-- Data follows --

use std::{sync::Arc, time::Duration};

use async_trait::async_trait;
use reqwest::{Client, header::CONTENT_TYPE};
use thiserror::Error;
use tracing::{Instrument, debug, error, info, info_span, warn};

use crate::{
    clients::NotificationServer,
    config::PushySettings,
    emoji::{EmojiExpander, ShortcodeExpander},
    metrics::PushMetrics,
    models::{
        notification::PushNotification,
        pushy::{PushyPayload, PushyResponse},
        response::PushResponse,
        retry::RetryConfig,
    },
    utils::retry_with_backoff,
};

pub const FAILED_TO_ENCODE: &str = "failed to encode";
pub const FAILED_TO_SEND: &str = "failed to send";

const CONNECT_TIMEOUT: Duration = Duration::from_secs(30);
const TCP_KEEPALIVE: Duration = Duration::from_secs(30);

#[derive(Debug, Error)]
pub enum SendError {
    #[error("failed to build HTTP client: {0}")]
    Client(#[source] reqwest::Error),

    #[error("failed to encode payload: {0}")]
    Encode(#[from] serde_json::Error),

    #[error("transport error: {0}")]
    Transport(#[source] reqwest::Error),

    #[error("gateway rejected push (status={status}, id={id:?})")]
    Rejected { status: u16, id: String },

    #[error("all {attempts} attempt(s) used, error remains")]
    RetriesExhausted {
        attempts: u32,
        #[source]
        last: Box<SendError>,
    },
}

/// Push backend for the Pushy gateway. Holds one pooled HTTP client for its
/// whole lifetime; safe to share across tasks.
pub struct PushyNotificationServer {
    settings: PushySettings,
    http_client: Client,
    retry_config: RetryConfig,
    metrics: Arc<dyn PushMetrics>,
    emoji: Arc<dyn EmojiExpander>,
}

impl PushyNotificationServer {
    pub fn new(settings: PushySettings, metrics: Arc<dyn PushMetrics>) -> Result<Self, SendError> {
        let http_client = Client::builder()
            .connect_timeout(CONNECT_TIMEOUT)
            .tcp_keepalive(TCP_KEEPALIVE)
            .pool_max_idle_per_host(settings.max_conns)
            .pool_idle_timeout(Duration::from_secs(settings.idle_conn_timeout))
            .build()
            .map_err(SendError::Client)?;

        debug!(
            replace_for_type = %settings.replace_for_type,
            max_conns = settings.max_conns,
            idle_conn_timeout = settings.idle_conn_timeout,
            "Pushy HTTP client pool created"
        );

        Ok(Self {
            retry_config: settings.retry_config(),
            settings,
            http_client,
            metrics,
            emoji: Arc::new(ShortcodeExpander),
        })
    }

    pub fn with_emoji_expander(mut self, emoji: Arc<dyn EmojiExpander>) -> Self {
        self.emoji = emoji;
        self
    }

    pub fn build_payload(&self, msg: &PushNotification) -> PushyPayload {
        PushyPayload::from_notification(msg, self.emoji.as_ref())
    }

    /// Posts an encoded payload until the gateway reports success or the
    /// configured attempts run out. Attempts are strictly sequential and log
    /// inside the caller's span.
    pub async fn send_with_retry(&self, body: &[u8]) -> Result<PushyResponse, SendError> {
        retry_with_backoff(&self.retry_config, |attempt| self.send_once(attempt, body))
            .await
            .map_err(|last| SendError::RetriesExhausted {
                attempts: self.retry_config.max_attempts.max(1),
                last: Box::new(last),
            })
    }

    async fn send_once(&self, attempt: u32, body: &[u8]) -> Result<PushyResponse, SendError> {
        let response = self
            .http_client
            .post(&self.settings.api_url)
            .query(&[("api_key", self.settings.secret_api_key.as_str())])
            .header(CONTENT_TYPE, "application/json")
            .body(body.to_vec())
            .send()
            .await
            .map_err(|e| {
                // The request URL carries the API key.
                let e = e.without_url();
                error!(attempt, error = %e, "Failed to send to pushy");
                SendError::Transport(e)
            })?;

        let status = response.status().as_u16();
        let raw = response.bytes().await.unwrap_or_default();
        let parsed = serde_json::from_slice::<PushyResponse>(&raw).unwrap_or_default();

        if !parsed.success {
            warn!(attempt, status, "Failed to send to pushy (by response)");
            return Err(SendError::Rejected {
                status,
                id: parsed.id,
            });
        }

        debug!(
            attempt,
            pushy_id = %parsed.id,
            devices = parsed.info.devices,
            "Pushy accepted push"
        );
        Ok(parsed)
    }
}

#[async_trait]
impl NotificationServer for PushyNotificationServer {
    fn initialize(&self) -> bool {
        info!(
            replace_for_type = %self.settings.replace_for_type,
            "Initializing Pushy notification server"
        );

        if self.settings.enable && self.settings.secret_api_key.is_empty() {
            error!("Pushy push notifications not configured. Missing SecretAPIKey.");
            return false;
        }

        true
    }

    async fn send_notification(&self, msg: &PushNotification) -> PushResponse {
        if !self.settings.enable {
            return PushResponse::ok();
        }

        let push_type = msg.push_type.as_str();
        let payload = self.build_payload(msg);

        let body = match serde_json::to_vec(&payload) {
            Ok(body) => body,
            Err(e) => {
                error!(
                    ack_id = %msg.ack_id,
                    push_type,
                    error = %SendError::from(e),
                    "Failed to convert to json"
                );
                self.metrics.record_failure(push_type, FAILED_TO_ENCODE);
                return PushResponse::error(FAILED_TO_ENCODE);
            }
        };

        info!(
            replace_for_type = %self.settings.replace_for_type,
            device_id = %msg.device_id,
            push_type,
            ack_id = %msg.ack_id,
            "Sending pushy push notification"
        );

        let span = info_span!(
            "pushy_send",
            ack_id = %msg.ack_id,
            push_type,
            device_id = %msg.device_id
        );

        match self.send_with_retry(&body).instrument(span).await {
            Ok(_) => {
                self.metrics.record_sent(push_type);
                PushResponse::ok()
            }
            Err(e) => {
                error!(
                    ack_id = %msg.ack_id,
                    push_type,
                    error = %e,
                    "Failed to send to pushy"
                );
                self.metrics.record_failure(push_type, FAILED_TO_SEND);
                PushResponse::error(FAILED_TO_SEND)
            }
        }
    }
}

-- Data concluded --

__Work task__: Reproduce the material above in full, exactly.

__Exercise output__:
use std::{sync::Arc, time::Duration};

use async_trait::async_trait;
use reqwest::{Client, header::CONTENT_TYPE};
use thiserror::Error;
use tracing::{Instrument, debug, error, info, info_span, warn};

use crate::{
    clients::NotificationServer,
    config::PushySettings,
    emoji::{EmojiExpander, ShortcodeExpander},
    metrics::PushMetrics,
    models::{
        notification::PushNotification,
        pushy::{PushyPayload, PushyResponse},
        response::PushResponse,
        retry::RetryConfig,
    },
    utils::retry_with_backoff,
};

pub const FAILED_TO_ENCODE: &str = "failed to encode";
pub const FAILED_TO_SEND: &str = "failed to send";

const CONNECT_TIMEOUT: Duration = Duration::from_secs(30);
const TCP_KEEPALIVE: Duration = Duration::from_secs(30);

#[derive(Debug, Error)]
pub enum SendError {
    #[error("failed to build HTTP client: {0}")]
    Client(#[source] reqwest::Error),

    #[error("failed to encode payload: {0}")]
    Encode(#[from] serde_json::Error),

    #[error("transport error: {0}")]
    Transport(#[source] reqwest::Error),

    #[error("gateway rejected push (status={status}, id={id:?})")]
    Rejected { status: u16, id: String },

    #[error("all {attempts} attempt(s) used, error remains")]
    RetriesExhausted {
        attempts: u32,
        #[source]
        last: Box<SendError>,
    },
}

/// Push backend for the Pushy gateway. Holds one pooled HTTP client for its
/// whole lifetime; safe to share across tasks.
pub struct PushyNotificationServer {
    settings: PushySettings,
    http_client: Client,
    retry_config: RetryConfig,
    metrics: Arc<dyn PushMetrics>,
    emoji: Arc<dyn EmojiExpander>,
}

impl PushyNotificationServer {
    pub fn new(settings: PushySettings, metrics: Arc<dyn PushMetrics>) -> Result<Self, SendError> {
        let http_client = Client::builder()
            .connect_timeout(CONNECT_TIMEOUT)
            .tcp_keepalive(TCP_KEEPALIVE)
            .pool_max_idle_per_host(settings.max_conns)
            .pool_idle_timeout(Duration::from_secs(settings.idle_conn_timeout))
            .build()
            .map_err(SendError::Client)?;

        debug!(
            replace_for_type = %settings.replace_for_type,
            max_conns = settings.max_conns,
            idle_conn_timeout = settings.idle_conn_timeout,
            "Pushy HTTP client pool created"
        );

        Ok(Self {
            retry_config: settings.retry_config(),
            settings,
            http_client,
            metrics,
            emoji: Arc::new(ShortcodeExpander),
        })
    }

    pub fn with_emoji_expander(mut self, emoji: Arc<dyn EmojiExpander>) -> Self {
        self.emoji = emoji;
        self
    }

    pub fn build_payload(&self, msg: &PushNotification) -> PushyPayload {
        PushyPayload::from_notification(msg, self.emoji.as_ref())
    }

    /// Posts an encoded payload until the gateway reports success or the
    /// configured attempts run out. Attempts are strictly sequential and log
    /// inside the caller's span.
    pub async fn send_with_retry(&self, body: &[u8]) -> Result<PushyResponse, SendError> {
        retry_with_backoff(&self.retry_config, |attempt| self.send_once(attempt, body))
            .await
            .map_err(|last| SendError::RetriesExhausted {
                attempts: self.retry_config.max_attempts.max(1),
                last: Box::new(last),
            })
    }

    async fn send_once(&self, attempt: u32, body: &[u8]) -> Result<PushyResponse, SendError> {
        let response = self
            .http_client
            .post(&self.settings.api_url)
            .query(&[("api_key", self.settings.secret_api_key.as_str())])
            .header(CONTENT_TYPE, "application/json")
            .body(body.to_vec())
            .send()
            .await
            .map_err(|e| {
                // The request URL carries the API key.
                let e = e.without_url();
                error!(attempt, error = %e, "Failed to send to pushy");
                SendError::Transport(e)
            })?;

        let status = response.status().as_u16();
        let raw = response.bytes().await.unwrap_or_default();
        let parsed = serde_json::from_slice::<PushyResponse>(&raw).unwrap_or_default();

        if !parsed.success {
            warn!(attempt, status, "Failed to send to pushy (by response)");
            return Err(SendError::Rejected {
                status,
                id: parsed.id,
            });
        }

        debug!(
            attempt,
            pushy_id = %parsed.id,
            devices = parsed.info.devices,
            "Pushy accepted push"
        );
        Ok(parsed)
    }
}

#[async_trait]
impl NotificationServer for PushyNotificationServer {
    fn initialize(&self) -> bool {
        info!(
            replace_for_type = %self.settings.replace_for_type,
            "Initializing Pushy notification server"
        );

        if self.settings.enable && self.settings.secret_api_key.is_empty() {
            error!("Pushy push notifications not configured. Missing SecretAPIKey.");
            return false;
        }

        true
    }

    async fn send_notification(&self, msg: &PushNotification) -> PushResponse {
        if !self.settings.enable {
            return PushResponse::ok();
        }

        let push_type = msg.push_type.as_str();
        let payload = self.build_payload(msg);

        let body = match serde_json::to_vec(&payload) {
            Ok(body) => body,
            Err(e) => {
                error!(
                    ack_id = %msg.ack_id,
                    push_type,
                    error = %SendError::from(e),
                    "Failed to convert to json"
                );
                self.metrics.record_failure(push_type, FAILED_TO_ENCODE);
                return PushResponse::error(FAILED_TO_ENCODE);
            }
        };

        info!(
            replace_for_type = %self.settings.replace_for_type,
            device_id = %msg.device_id,
            push_type,
            ack_id = %msg.ack_id,
            "Sending pushy push notification"
        );

        let span = info_span!(
            "pushy_send",
            ack_id = %msg.ack_id,
            push_type,
            device_id = %msg.device_id
        );

        match self.send_with_retry(&body).instrument(span).await {
            Ok(_) => {
                self.metrics.record_sent(push_type);
                PushResponse::ok()
            }
            Err(e) => {
                error!(
                    ack_id = %msg.ack_id,
                    push_type,
                    error = %e,
                    "Failed to send to pushy"
                );
                self.metrics.record_failure(push_type, FAILED_TO_SEND);
                PushResponse::error(FAILED_TO_SEND)
            }
        }
    }
}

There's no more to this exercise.